## EXERCISE
In the data below, find each line containing the string "addr" and return it.

─── EXERCISE INPUTS

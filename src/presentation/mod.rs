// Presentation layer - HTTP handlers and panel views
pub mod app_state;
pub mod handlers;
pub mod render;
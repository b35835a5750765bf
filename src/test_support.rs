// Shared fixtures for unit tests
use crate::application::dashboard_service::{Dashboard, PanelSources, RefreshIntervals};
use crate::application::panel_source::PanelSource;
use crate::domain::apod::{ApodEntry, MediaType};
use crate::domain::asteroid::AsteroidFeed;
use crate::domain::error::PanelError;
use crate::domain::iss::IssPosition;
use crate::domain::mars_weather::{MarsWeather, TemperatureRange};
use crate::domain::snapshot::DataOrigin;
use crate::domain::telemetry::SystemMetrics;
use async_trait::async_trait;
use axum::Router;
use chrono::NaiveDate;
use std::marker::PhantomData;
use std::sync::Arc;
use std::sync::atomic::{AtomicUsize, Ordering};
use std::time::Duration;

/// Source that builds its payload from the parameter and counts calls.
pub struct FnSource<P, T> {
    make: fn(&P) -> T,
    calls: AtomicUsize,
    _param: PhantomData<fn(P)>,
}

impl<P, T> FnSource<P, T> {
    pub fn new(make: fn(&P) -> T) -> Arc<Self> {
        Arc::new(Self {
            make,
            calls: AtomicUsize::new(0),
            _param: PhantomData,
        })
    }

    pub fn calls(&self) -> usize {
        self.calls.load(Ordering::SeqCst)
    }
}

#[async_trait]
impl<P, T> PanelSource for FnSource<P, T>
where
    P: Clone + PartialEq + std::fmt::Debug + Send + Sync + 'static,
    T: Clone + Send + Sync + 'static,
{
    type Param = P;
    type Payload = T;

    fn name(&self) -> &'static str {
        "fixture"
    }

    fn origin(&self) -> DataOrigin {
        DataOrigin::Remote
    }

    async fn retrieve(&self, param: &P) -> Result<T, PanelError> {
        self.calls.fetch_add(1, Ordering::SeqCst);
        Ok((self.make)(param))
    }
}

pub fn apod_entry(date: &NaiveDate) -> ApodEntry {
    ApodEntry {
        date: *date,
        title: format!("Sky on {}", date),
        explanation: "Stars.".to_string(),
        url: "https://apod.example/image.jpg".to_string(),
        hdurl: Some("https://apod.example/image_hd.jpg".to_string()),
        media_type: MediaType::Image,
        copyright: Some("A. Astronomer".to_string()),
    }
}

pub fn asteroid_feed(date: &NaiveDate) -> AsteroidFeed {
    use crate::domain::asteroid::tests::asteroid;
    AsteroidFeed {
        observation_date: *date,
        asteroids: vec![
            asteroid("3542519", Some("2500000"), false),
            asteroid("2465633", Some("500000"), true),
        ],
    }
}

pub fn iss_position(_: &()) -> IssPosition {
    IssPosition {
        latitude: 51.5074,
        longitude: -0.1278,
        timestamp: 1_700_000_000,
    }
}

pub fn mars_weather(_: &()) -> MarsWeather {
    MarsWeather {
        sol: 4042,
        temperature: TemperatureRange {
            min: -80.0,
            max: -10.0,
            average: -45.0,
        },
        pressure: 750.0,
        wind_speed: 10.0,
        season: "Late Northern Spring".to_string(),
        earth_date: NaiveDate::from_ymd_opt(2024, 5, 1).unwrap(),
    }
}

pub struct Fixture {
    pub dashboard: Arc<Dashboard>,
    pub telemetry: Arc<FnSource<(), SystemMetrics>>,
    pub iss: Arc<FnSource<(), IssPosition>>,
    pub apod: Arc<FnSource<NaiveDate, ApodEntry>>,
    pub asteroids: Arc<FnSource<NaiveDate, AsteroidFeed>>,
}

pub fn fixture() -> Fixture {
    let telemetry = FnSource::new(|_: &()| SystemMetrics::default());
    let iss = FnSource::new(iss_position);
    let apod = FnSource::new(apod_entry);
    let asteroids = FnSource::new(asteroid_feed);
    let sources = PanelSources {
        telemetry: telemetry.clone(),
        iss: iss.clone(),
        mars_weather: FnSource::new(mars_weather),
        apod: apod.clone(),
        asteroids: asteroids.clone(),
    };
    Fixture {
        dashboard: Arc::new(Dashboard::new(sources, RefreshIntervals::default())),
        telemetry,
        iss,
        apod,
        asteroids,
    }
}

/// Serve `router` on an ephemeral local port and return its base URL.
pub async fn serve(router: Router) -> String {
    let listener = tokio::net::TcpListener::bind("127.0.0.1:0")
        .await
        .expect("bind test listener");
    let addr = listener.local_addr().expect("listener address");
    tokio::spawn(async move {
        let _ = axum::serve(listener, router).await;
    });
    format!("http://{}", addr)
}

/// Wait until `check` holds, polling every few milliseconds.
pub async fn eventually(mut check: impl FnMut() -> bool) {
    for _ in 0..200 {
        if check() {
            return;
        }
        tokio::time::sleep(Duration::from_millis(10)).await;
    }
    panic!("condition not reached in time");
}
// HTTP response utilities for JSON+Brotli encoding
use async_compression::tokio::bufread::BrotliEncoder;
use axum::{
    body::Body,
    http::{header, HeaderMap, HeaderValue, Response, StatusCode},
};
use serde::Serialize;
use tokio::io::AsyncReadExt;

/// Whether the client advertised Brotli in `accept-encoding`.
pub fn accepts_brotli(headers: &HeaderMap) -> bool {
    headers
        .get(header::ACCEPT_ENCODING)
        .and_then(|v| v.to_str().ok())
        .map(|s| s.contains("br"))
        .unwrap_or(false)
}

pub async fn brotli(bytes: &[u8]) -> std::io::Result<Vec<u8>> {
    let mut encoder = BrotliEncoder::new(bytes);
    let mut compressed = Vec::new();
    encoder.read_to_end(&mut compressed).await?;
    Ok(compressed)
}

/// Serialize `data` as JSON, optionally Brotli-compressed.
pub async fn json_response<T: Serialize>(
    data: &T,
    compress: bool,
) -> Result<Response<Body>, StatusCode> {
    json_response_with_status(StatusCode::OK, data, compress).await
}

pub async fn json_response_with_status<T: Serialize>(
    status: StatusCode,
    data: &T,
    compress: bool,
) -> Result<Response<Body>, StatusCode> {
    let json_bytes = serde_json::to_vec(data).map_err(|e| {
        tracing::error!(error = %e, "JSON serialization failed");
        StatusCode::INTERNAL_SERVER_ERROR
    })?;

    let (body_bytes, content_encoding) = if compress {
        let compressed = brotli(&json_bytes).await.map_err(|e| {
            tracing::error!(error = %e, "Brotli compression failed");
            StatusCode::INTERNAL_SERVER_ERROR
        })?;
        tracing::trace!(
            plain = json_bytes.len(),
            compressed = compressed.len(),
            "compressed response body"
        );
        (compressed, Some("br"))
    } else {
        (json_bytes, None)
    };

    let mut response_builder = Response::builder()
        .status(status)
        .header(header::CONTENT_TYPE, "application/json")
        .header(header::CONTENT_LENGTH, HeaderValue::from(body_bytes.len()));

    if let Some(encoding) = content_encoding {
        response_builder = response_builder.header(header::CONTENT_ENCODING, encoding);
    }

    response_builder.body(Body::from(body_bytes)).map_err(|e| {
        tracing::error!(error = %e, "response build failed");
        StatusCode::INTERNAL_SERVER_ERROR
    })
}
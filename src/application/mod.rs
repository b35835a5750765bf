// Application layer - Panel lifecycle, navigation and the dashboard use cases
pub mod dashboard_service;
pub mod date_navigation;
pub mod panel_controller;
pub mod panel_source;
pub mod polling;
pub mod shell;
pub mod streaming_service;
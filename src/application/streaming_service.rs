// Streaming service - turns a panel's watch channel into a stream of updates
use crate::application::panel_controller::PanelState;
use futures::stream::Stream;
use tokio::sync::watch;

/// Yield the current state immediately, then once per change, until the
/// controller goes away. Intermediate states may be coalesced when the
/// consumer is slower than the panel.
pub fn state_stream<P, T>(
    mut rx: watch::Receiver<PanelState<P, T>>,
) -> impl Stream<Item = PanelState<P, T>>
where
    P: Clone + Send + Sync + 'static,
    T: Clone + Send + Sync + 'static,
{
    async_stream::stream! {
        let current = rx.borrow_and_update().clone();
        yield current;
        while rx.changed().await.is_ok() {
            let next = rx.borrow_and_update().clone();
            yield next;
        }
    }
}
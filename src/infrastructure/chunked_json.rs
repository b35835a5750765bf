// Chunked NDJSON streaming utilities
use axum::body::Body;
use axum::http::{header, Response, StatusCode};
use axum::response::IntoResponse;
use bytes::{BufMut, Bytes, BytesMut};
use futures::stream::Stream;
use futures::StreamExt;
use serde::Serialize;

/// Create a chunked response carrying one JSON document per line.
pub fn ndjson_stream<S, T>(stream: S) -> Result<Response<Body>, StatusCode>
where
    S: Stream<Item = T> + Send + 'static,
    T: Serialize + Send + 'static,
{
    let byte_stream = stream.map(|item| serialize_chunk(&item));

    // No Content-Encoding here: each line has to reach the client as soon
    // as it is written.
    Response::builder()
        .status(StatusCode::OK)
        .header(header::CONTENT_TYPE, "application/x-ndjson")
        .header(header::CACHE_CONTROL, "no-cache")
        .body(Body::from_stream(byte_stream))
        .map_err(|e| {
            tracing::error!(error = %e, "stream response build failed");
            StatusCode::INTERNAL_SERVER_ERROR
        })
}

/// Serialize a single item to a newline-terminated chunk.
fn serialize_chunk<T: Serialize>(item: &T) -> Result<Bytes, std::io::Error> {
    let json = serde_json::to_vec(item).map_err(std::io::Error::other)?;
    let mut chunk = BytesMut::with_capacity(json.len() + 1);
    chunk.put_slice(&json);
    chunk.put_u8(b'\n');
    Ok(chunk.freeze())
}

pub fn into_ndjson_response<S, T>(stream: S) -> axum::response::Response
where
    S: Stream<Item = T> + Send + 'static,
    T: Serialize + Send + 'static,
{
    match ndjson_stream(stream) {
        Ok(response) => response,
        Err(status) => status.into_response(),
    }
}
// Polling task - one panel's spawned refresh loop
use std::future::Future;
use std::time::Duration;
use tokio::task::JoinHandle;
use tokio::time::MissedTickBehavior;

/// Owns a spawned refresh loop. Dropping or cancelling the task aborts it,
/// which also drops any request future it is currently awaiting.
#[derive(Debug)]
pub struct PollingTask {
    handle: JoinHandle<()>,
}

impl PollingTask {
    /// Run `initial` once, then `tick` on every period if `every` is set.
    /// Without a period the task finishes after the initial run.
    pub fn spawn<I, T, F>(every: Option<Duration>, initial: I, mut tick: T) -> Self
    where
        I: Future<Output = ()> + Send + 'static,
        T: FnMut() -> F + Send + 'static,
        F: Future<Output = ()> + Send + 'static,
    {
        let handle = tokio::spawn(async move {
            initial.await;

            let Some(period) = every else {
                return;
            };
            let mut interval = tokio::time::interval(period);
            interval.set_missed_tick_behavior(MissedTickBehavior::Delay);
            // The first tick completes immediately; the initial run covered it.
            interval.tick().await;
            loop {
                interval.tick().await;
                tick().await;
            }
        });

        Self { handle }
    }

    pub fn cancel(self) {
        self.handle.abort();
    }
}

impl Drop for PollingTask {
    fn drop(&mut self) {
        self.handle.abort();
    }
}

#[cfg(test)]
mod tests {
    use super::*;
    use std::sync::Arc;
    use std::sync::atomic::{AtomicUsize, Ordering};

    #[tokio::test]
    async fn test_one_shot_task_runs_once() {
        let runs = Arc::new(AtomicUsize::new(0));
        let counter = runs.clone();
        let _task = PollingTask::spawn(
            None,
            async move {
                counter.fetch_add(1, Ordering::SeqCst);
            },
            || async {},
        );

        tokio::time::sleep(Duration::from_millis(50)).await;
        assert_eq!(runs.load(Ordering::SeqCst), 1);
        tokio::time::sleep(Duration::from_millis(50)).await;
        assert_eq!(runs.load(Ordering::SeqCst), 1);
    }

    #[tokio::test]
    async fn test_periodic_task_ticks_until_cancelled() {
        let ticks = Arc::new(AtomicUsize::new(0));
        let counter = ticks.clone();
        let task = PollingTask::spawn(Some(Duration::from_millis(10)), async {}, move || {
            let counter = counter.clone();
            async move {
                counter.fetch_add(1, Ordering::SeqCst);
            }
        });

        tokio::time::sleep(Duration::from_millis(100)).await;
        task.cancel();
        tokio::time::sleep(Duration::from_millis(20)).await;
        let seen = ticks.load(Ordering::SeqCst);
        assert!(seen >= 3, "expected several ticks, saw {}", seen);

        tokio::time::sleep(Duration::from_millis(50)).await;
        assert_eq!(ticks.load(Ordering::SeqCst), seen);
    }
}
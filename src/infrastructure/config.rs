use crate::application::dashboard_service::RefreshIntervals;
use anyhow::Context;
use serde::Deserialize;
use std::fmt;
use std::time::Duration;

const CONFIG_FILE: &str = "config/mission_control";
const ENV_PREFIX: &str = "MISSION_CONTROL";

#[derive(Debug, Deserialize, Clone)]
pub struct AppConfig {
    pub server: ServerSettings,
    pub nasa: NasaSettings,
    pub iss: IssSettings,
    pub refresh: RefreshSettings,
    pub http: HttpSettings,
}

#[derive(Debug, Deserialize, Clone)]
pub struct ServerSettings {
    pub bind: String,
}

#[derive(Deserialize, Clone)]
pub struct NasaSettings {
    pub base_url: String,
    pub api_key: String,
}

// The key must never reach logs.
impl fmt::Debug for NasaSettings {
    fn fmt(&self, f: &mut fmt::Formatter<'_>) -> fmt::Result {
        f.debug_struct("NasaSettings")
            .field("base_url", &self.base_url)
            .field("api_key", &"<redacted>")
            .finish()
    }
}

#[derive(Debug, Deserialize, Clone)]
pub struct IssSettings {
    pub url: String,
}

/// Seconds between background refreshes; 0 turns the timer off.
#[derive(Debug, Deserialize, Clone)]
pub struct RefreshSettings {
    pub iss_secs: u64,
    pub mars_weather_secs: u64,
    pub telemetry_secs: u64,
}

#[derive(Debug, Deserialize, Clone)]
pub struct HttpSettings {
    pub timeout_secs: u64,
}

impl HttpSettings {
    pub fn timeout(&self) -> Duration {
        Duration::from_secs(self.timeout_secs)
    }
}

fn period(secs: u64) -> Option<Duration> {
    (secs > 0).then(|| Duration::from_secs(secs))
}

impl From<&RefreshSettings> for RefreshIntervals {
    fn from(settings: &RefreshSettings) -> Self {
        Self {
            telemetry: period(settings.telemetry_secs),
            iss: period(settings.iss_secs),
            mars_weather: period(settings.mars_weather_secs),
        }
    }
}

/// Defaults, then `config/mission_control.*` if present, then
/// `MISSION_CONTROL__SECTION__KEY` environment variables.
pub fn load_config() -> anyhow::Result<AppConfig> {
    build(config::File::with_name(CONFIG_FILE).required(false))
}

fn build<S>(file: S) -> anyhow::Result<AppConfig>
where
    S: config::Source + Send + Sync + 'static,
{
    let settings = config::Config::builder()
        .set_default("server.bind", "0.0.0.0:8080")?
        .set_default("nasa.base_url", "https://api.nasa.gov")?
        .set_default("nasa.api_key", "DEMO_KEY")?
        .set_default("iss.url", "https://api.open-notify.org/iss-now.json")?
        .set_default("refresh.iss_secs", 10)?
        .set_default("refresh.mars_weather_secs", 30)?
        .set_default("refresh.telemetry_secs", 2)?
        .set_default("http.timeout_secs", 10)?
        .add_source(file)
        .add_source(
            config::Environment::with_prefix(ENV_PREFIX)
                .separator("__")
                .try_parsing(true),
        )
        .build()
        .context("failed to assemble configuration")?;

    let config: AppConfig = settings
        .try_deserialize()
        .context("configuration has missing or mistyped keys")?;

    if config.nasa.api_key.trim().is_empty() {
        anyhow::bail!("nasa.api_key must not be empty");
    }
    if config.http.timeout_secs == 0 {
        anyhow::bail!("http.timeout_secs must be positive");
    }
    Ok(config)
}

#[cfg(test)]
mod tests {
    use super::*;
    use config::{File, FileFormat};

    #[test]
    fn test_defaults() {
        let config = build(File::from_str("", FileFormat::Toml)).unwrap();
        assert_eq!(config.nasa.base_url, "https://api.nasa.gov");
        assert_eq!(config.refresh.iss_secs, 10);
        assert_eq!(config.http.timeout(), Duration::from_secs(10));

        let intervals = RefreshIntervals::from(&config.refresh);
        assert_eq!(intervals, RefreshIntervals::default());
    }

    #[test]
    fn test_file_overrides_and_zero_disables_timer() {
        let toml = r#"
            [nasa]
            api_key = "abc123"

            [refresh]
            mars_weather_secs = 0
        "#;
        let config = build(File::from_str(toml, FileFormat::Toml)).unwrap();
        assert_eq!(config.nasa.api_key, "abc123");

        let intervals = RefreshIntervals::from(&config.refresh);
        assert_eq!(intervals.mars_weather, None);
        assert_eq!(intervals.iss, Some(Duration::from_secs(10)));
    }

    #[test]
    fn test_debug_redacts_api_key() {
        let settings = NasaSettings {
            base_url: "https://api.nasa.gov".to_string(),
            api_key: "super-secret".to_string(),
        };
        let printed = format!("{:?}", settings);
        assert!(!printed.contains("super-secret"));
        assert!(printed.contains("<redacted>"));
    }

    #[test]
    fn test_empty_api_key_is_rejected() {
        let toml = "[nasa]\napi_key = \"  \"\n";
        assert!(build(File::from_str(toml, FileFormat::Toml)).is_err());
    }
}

──────

## ANSWER TO THIS PROBLEM
    let addr = listener.local_addr().expect("listener address");
    format!("http://{}", addr)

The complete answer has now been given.